- Watershed of Nottaway River

Location
- Country: Canada
- Province: Quebec
- Region: Nord-du-Québec

Physical characteristics
- Source: Unidentified lake
- • location: Senneterre, Nord-du-Québec, Quebec
- • coordinates: 48°42′09″N 76°19′59″W﻿ / ﻿48.70250°N 76.33306°W
- • elevation: 462 m (1,516 ft)
- Mouth: Wetetnagami River
- • location: Senneterre, Nord-du-Québec, Quebec
- • coordinates: 48°48′25″N 76°17′48″W﻿ / ﻿48.80694°N 76.29667°W
- • elevation: 368 m (1,207 ft)
- Length: 20.7 km (12.9 mi)

= Macoustigane River =

The Macoustigane River is a tributary of the east bank of the Wetetnagami River flowing into Senneterre in the RCM of La Vallée-de-l'Or Regional County Municipality, in the administrative region of Abitibi-Témiscamingue, in Quebec, in Canada.

This river successively crosses the townships of Charette and Adhémar.

Forestry is the main economic activity of the sector; recreational tourism, second, particularly thanks to the Lake Wetetnagami Biodiversity Reserve. The Macoustigane River Valley is served by the forest road (east-west) passing south of Wetetnagami Lake in the Wetetnagami Lake Biodiversity Reserve.

The surface of the Macoustigane River is usually frozen from early November to mid-May, however, safe ice movement is generally from mid-November to mid-April.

== Geography ==

The surrounding hydrographic slopes of the Macoustigane River are:
- north side: Wetetnagami River, Wetetnagami Lake, Saint-Père River;
- east side: Macho River, Cherrier Lake, Saint-Cyr Lake, Pascagama River;
- south side: Achepabanca River, Achepabanca River Northeast, Berthelot River, Mégiscane River;
- west side: Wetetnagami River, O'Sullivan River.

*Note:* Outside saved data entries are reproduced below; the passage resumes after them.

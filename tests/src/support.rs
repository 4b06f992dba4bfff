//! Tiny HTTP/1.1 responder for the tests (one request per connection).
//!
//! * `GET /secret` answers with the configured handshake.
//! * `POST /execute` answers with the configured execute reply.
//! * Anything else is a 404.
//!
//! A redirecting server adds a `Location` header pointing at the same path on
//! another loopback port to every 3xx it sends.

use std::sync::{Arc, Mutex};
use std::time::Duration;

use scriptlink_common::config::Config;
use scriptlink_common::network::range::PortRange;
use tokio::io::{AsyncReadExt, AsyncWriteExt};
use tokio::net::{TcpListener, TcpStream};
use tokio::task::JoinHandle;

pub const SENTINEL: &str = "0xdeadbeef";

#[derive(Debug, Clone)]
pub struct Recorded {
    pub method: String,
    pub path: String,
    pub content_type: Option<String>,
    pub body: String,
}

#[derive(Clone)]
struct Replies {
    handshake: (u16, String),
    execute: (u16, String),
    redirect_to: Option<u16>,
}

pub struct ToyServer {
    pub port: u16,
    requests: Arc<Mutex<Vec<Recorded>>>,
    handle: JoinHandle<()>,
}

impl ToyServer {
    pub async fn bind(handshake: (u16, &str), execute: (u16, &str)) -> Self {
        let listener = TcpListener::bind("127.0.0.1:0").await.unwrap();
        Self::serve(listener, handshake, execute)
    }

    pub fn serve(listener: TcpListener, handshake: (u16, &str), execute: (u16, &str)) -> Self {
        let replies = Replies {
            handshake: (handshake.0, handshake.1.to_string()),
            execute: (execute.0, execute.1.to_string()),
            redirect_to: None,
        };
        Self::spawn(listener, replies)
    }

    /// Like [`ToyServer::serve`], with 3xx replies redirecting to `target_port`.
    pub fn redirecting(
        listener: TcpListener,
        handshake: (u16, &str),
        execute: (u16, &str),
        target_port: u16,
    ) -> Self {
        let replies = Replies {
            handshake: (handshake.0, handshake.1.to_string()),
            execute: (execute.0, execute.1.to_string()),
            redirect_to: Some(target_port),
        };
        Self::spawn(listener, replies)
    }

    fn spawn(listener: TcpListener, replies: Replies) -> Self {
        let port: u16 = listener.local_addr().unwrap().port();
        let requests: Arc<Mutex<Vec<Recorded>>> = Arc::new(Mutex::new(Vec::new()));
        let log = requests.clone();

        let handle = tokio::spawn(async move {
            while let Ok((stream, _)) = listener.accept().await {
                let replies = replies.clone();
                let log = log.clone();
                tokio::spawn(async move {
                    let _ = handle_client(stream, &replies, &log).await;
                });
            }
        });

        Self {
            port,
            requests,
            handle,
        }
    }

    pub fn requests(&self) -> Vec<Recorded> {
        self.requests.lock().unwrap().clone()
    }
}

impl Drop for ToyServer {
    fn drop(&mut self) {
        self.handle.abort();
    }
}

async fn handle_client(
    mut stream: TcpStream,
    replies: &Replies,
    log: &Mutex<Vec<Recorded>>,
) -> std::io::Result<()> {
    let mut buf: Vec<u8> = Vec::new();
    let mut chunk = [0u8; 1024];

    let header_end: usize = loop {
        let n = stream.read(&mut chunk).await?;
        if n == 0 {
            return Ok(());
        }
        buf.extend_from_slice(&chunk[..n]);
        if let Some(pos) = buf.windows(4).position(|w| w == b"\r\n\r\n") {
            break pos + 4;
        }
    };

    let head: String = String::from_utf8_lossy(&buf[..header_end]).to_string();
    let mut lines = head.lines();
    let mut request_line = lines.next().unwrap_or_default().split_whitespace();
    let method: String = request_line.next().unwrap_or_default().to_string();
    let path: String = request_line.next().unwrap_or_default().to_string();

    let mut content_length: usize = 0;
    let mut content_type: Option<String> = None;
    for line in lines {
        if let Some((name, value)) = line.split_once(':') {
            match name.trim().to_ascii_lowercase().as_str() {
                "content-length" => content_length = value.trim().parse().unwrap_or(0),
                "content-type" => content_type = Some(value.trim().to_string()),
                _ => {}
            }
        }
    }

    while buf.len() < header_end + content_length {
        let n = stream.read(&mut chunk).await?;
        if n == 0 {
            break;
        }
        buf.extend_from_slice(&chunk[..n]);
    }
    let body_end: usize = buf.len().min(header_end + content_length);
    let body: String = String::from_utf8_lossy(&buf[header_end..body_end]).to_string();

    let (status, reply): (u16, &str) = match (method.as_str(), path.as_str()) {
        ("GET", "/secret") => (replies.handshake.0, replies.handshake.1.as_str()),
        ("POST", "/execute") => (replies.execute.0, replies.execute.1.as_str()),
        _ => (404, "not found"),
    };

    let location: String = match replies.redirect_to {
        Some(target) if (300..400).contains(&status) => {
            format!("Location: http://127.0.0.1:{target}{path}\r\n")
        }
        _ => String::new(),
    };

    log.lock().unwrap().push(Recorded {
        method,
        path,
        content_type,
        body,
    });

    let response: String = format!(
        "HTTP/1.1 {status} {}\r\n{location}Content-Type: text/plain\r\nContent-Length: {}\r\nConnection: close\r\n\r\n{reply}",
        reason(status),
        reply.len()
    );
    stream.write_all(response.as_bytes()).await?;
    stream.shutdown().await
}

fn reason(status: u16) -> &'static str {
    match status {
        200 => "OK",
        307 => "Temporary Redirect",
        404 => "Not Found",
        500 => "Internal Server Error",
        _ => "Status",
    }
}

/// Binds `count` listeners on consecutive loopback ports.
pub async fn bind_consecutive(count: u16) -> Vec<TcpListener> {
    for _ in 0..50 {
        let first = TcpListener::bind("127.0.0.1:0").await.unwrap();
        let base: u16 = first.local_addr().unwrap().port();
        if base.checked_add(count - 1).is_none() {
            continue;
        }

        let mut listeners: Vec<TcpListener> = vec![first];
        for offset in 1..count {
            match TcpListener::bind(("127.0.0.1", base + offset)).await {
                Ok(listener) => listeners.push(listener),
                Err(_) => break,
            }
        }
        if listeners.len() == usize::from(count) {
            return listeners;
        }
    }
    panic!("could not bind {count} consecutive loopback ports");
}

/// A port nothing listens on (at the time of the call).
pub async fn closed_port() -> u16 {
    let listener = TcpListener::bind("127.0.0.1:0").await.unwrap();
    listener.local_addr().unwrap().port()
}

pub fn config_for(ports: PortRange) -> Config {
    Config {
        ports,
        probe_timeout: Some(Duration::from_secs(5)),
        ..Config::default()
    }
}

The Macoustigane River originates in Senneterre, at the mouth of an unidentified lake (length: 1.0 km; maximum width: 0.5 km; altitude: 462 m). This lake is located at the foot of a mountain whose summit reaches 552 m and which has a 76-meter cliff bounding the southeast of the lake.

The mouth of this head lake is located at:
- 12.0 km South of the mouth of the Macoustigane River;
- 68.1 km south of the mouth of the Wetetnagami River;
South of the mouth of the Nicobi River;
- 112.9 km south of the confluence of the Opawica River and the Chibougamau River;
- 61.8 km south-east of the village center of Lebel-sur-Quévillon;
- 75.9 km north-east of Senneterre. From the mouth of the head lake, the Macoustigane River flows over 20.7 km according to the following segments:
- 3.6 km southeasterly, crossing three small lakes in a confined valley, to the southwestern shore of an unidentified lake;
- 3.9 km to the north, crossing five small lakes (elevation: 407 m), then branching east to the southwest shore of a bay of Macoustigane Lake;
- 8.8 km North in Moquin township, crossing the Macoustigane Lake (maximum width: 1.5 km; altitude: 404 m on its full length, to its mouth;
- 4.4 km northwesterly to its confluence with the Wetetnagami River.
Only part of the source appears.